Before Connie became homeless, she attended paralegal school. A big Law & Order fan, she looked forward to playing even a tiny role in America’s legal system. “Then my alcoholism really took off and I wasn’t able to find work, especially in my field,” she says.


The first time Connie ended up at St. Vincent de Paul, she was with her husband and young daughter. “He and I drank all the time and didn’t do anything,” she says. The next time Connie arrived at the shelter, she had only her daughter in tow. And she finally was serious about getting sober. But sobriety wasn’t her only hurdle to recovery.


“When you’re homeless, you feel like everyone can tell,” Connie says. “I didn’t want to feel like that anymore.”


That’s when she heard about Leap to Success, a local organization that helps women break the cycle of homelessness and domestic abuse and rebuild their lives.


Dana Bristol-Smith founded the Leap to Success women’s leadership program in 2008. At the time, she was a popular corporate public speaking coach running her own company, Speak for Success. Consistently positive feedback — especially from women, who described promotions and newfound respect in the workplace — got Bristol-Smith to thinking: Who could use this most?


“Not only can these skills change professional lives, but a woman’s personal life, as well,” she says. “They can even save a life. That realization was profound for me and shifted my whole direction. Leap to Success is about building confidence, moving forward, and becoming self-sufficient.”


Bristol-Smith’s young nonprofit works closely with local agencies to get the word out at homeless and domestic violence shelters. The women who go through Leap to Success represent a wide range of ages, ethnicities, and educational backgrounds.


“Our six-week empowerment program, Leap to Confidence, creates a really safe environment for women to start trusting themselves, changing their thinking, and reframing from negative to positive,” explains Bristol-Smith. “We help them build communication skills and see their own self-worth.”


Leap to Success also offers the more intensive yearlong Transformation Leadership program. Connie participated in both.


“I wanted polish,” Connie says. “But I also learned about setting boundaries, and the fellowship that you feel with a group of women. I’m a recovering alcoholic, so that’s important to me.”


In 2012, Connie got a receptionist job at a small law firm. A year later, she was promoted to legal secretary. She and her daughter moved out of the shelter a year ago, and just found a nice condo in the same complex as Connie’s mother. “These last two years have been mind-blowing,” she says.

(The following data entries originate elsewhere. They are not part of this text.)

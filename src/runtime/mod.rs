//! Domain pool and the top-level driver.
//!
//! [`run`] (or [`Config::run`]) brings up one worker thread per worker
//! domain, executes the root task on the calling thread as domain 0, loops
//! until the root promise settles, then tears the pool down and returns
//! the root's value. Structural fatals recorded by any domain re-raise
//! here, after the pool has been stopped.

pub(crate) mod domain;
pub(crate) mod mailbox;

use crate::events::{Events, EventsFactory, ParkEvents};
use crate::promise::{self, Phase, PromiseState, Slot};
use crate::runtime::domain::{DomainCtx, Role};
use crate::runtime::mailbox::DomainShared;
use crate::types::{DomainId, TaskId};
use crate::util::DetRng;
use core::fmt;
use parking_lot::Mutex;
use std::any::Any;
use std::future::Future;
use std::panic::{AssertUnwindSafe, catch_unwind, resume_unwind};
use std::sync::Arc;
use std::sync::atomic::{AtomicBool, AtomicUsize, Ordering};
use std::thread;
use tracing::debug;

/// Shared state of one scheduler pool.
pub(crate) struct PoolShared {
    domains: Vec<Arc<DomainShared>>,
    rr: AtomicUsize,
    shutdown: AtomicBool,
    failure: Mutex<Option<Box<dyn Any + Send>>>,
}

impl PoolShared {
    fn new(count: usize, rr_start: usize) -> Arc<Self> {
        let domains = (0..count)
            .map(|index| DomainShared::new(DomainId(index as u32)))
            .collect();
        Arc::new(Self {
            domains,
            rr: AtomicUsize::new(rr_start),
            shutdown: AtomicBool::new(false),
            failure: Mutex::new(None),
        })
    }

    pub(crate) fn main_domain(&self) -> &Arc<DomainShared> {
        &self.domains[0]
    }

    /// Every domain except domain 0.
    pub(crate) fn workers(&self) -> &[Arc<DomainShared>] {
        &self.domains[1..]
    }

    pub(crate) fn domain(&self, id: DomainId) -> &Arc<DomainShared> {
        &self.domains[id.0 as usize]
    }

    /// Advances the round-robin dispatch cursor.
    pub(crate) fn next_rr(&self) -> usize {
        self.rr.fetch_add(1, Ordering::Relaxed)
    }

    pub(crate) fn is_shutdown(&self) -> bool {
        self.shutdown.load(Ordering::Acquire)
    }

    fn set_shutdown(&self) {
        self.shutdown.store(true, Ordering::Release);
    }

    fn interrupt_all(&self) {
        for domain in &self.domains {
            domain.interrupt();
        }
    }

    /// Records the first failure and stops the pool.
    pub(crate) fn fail(&self, payload: Box<dyn Any + Send>) {
        {
            let mut failure = self.failure.lock();
            if failure.is_none() {
                *failure = Some(payload);
            }
        }
        self.set_shutdown();
        self.interrupt_all();
    }

    pub(crate) fn failed(&self) -> bool {
        self.failure.lock().is_some()
    }

    fn take_failure(&self) -> Option<Box<dyn Any + Send>> {
        self.failure.lock().take()
    }
}

impl fmt::Debug for PoolShared {
    fn fmt(&self, f: &mut fmt::Formatter<'_>) -> fmt::Result {
        f.debug_struct("PoolShared")
            .field("domains", &self.domains.len())
            .field("shutdown", &self.is_shutdown())
            .finish_non_exhaustive()
    }
}

fn default_worker_count() -> usize {
    thread::available_parallelism()
        .map(|n| n.get().saturating_sub(1))
        .unwrap_or(1)
}

fn seed_from_entropy() -> u64 {
    getrandom::u64().unwrap_or(0x4d59_5df4_d0f3_3173)
}

/// Scheduler configuration, builder style.
///
/// ```no_run
/// let value = attent::Config::new()
///     .quanta(4)
///     .domains(2)
///     .run(async { 40 + 2 });
/// assert_eq!(value, 42);
/// ```
pub struct Config {
    quanta: u32,
    domains: Option<usize>,
    seed: Option<u64>,
    events: Option<EventsFactory>,
}

impl Config {
    /// Starts from the defaults: quantum of 2 slices, one worker domain
    /// per spare hardware thread, entropy-derived seed, parker provider.
    #[must_use]
    pub fn new() -> Self {
        Self {
            quanta: 2,
            domains: None,
            seed: None,
            events: None,
        }
    }

    /// Scheduling slices a task may consume before a forced yield.
    /// Clamped to at least 1.
    #[must_use]
    pub fn quanta(mut self, quanta: u32) -> Self {
        self.quanta = quanta.max(1);
        self
    }

    /// Number of worker domains. Zero is legal; parallel spawns then fail
    /// with *no-domain-available*.
    #[must_use]
    pub fn domains(mut self, workers: usize) -> Self {
        self.domains = Some(workers);
        self
    }

    /// Seed for deterministic scheduling choices.
    #[must_use]
    pub fn seed(mut self, seed: u64) -> Self {
        self.seed = Some(seed);
        self
    }

    /// Events-provider factory, invoked once per domain with its id.
    #[must_use]
    pub fn events(
        mut self,
        factory: impl Fn(DomainId) -> Box<dyn Events> + Send + Sync + 'static,
    ) -> Self {
        self.events = Some(Arc::new(factory));
        self
    }

    /// Runs the scheduler to completion with `task` as the root.
    ///
    /// Returns the root's value. A root failure re-raises the original
    /// panic; a structural fatal re-raises as a [`Fatal`](crate::Fatal)
    /// payload.
    pub fn run<T, F>(self, task: F) -> T
    where
        F: Future<Output = T> + Send + 'static,
        T: Send + 'static,
    {
        let quanta = self.quanta.max(1);
        let workers = self.domains.unwrap_or_else(default_worker_count);
        let mut rng = DetRng::new(self.seed.unwrap_or_else(seed_from_entropy));
        let factory: EventsFactory = self
            .events
            .unwrap_or_else(|| Arc::new(|_| Box::new(ParkEvents::new()) as Box<dyn Events>));
        let rr_start = if workers > 0 { rng.next_usize(workers) } else { 0 };
        let pool = PoolShared::new(workers + 1, rr_start);
        debug!(workers, quanta, "pool start");

        let handles: Vec<thread::JoinHandle<()>> = pool
            .workers()
            .iter()
            .map(|shared| {
                let shared = Arc::clone(shared);
                let pool = Arc::clone(&pool);
                let factory = Arc::clone(&factory);
                thread::Builder::new()
                    .name(format!("attent-d{}", shared.id.index()))
                    .spawn(move || {
                        let mut events = factory(shared.id);
                        shared.set_hook(events.interrupt_hook());
                        let _guard = domain::install(DomainCtx::new(
                            Arc::clone(&shared),
                            Arc::clone(&pool),
                            quanta,
                        ));
                        let looped = catch_unwind(AssertUnwindSafe(|| {
                            domain::event_loop(events.as_mut(), &Role::Worker)
                        }));
                        if let Err(payload) = looped {
                            pool.fail(payload);
                        }
                    })
                    .expect("attent: failed to spawn a domain thread")
            })
            .collect();

        let main = Arc::clone(pool.main_domain());
        let mut events = factory(DomainId::MAIN);
        main.set_hook(events.interrupt_hook());
        let root_id = TaskId::new(DomainId::MAIN, main.next_task_uid());
        let root_state = PromiseState::new(root_id, None, None);
        let (slot, wrapped) = promise::completion(task);
        let looped = {
            let _guard = domain::install(DomainCtx::new(
                Arc::clone(&main),
                Arc::clone(&pool),
                quanta,
            ));
            domain::with_ctx(|c| c.spawn_ready(Arc::clone(&root_state), wrapped, Vec::new()));
            let role = Role::Main {
                root: Arc::clone(&root_state),
            };
            catch_unwind(AssertUnwindSafe(|| {
                domain::event_loop(events.as_mut(), &role)
            }))
        };

        if let Err(payload) = looped {
            // Recording the failure lets workers with live tasks break out
            // of their loops instead of waiting for a quiescence that will
            // never come.
            pool.fail(payload);
        }
        pool.set_shutdown();
        pool.interrupt_all();
        for handle in handles {
            let _ = handle.join();
        }
        debug!("pool stop");
        if let Some(payload) = pool.take_failure() {
            resume_unwind(payload);
        }
        match root_state.phase() {
            Phase::Resolved => match std::mem::replace(&mut *slot.lock(), Slot::Empty) {
                Slot::Value(value) => value,
                Slot::Empty => panic!("attent: root task resolved without a value"),
            },
            Phase::Failed => {
                let payload = root_state
                    .take_failure()
                    .unwrap_or_else(|| Box::new("root task failed"));
                resume_unwind(payload)
            }
            Phase::Pending | Phase::Cancelled => panic!("attent: root task did not settle"),
        }
    }
}

impl Default for Config {
    fn default() -> Self {
        Self::new()
    }
}

impl fmt::Debug for Config {
    fn fmt(&self, f: &mut fmt::Formatter<'_>) -> fmt::Result {
        f.debug_struct("Config")
            .field("quanta", &self.quanta)
            .field("domains", &self.domains)
            .field("seed", &self.seed)
            .field("events", &self.events.is_some())
            .finish()
    }
}

/// Runs a root task under the default configuration.
pub fn run<T, F>(task: F) -> T
where
    F: Future<Output = T> + Send + 'static,
    T: Send + 'static,
{
    Config::new().run(task)
}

Bristol-Smith hopes she’ll see many more such stories with Leap to Success, which will raise funds on October 25 with a one-man show, Tallest Tree in the Forest, written and performed by Daniel Beaty, at the La Jolla Playhouse. The evening’s festivities include a VIP meet and greet with Beaty.


She says 250 women have already been through the program, and she plans to expand to Los Angeles and San Francisco.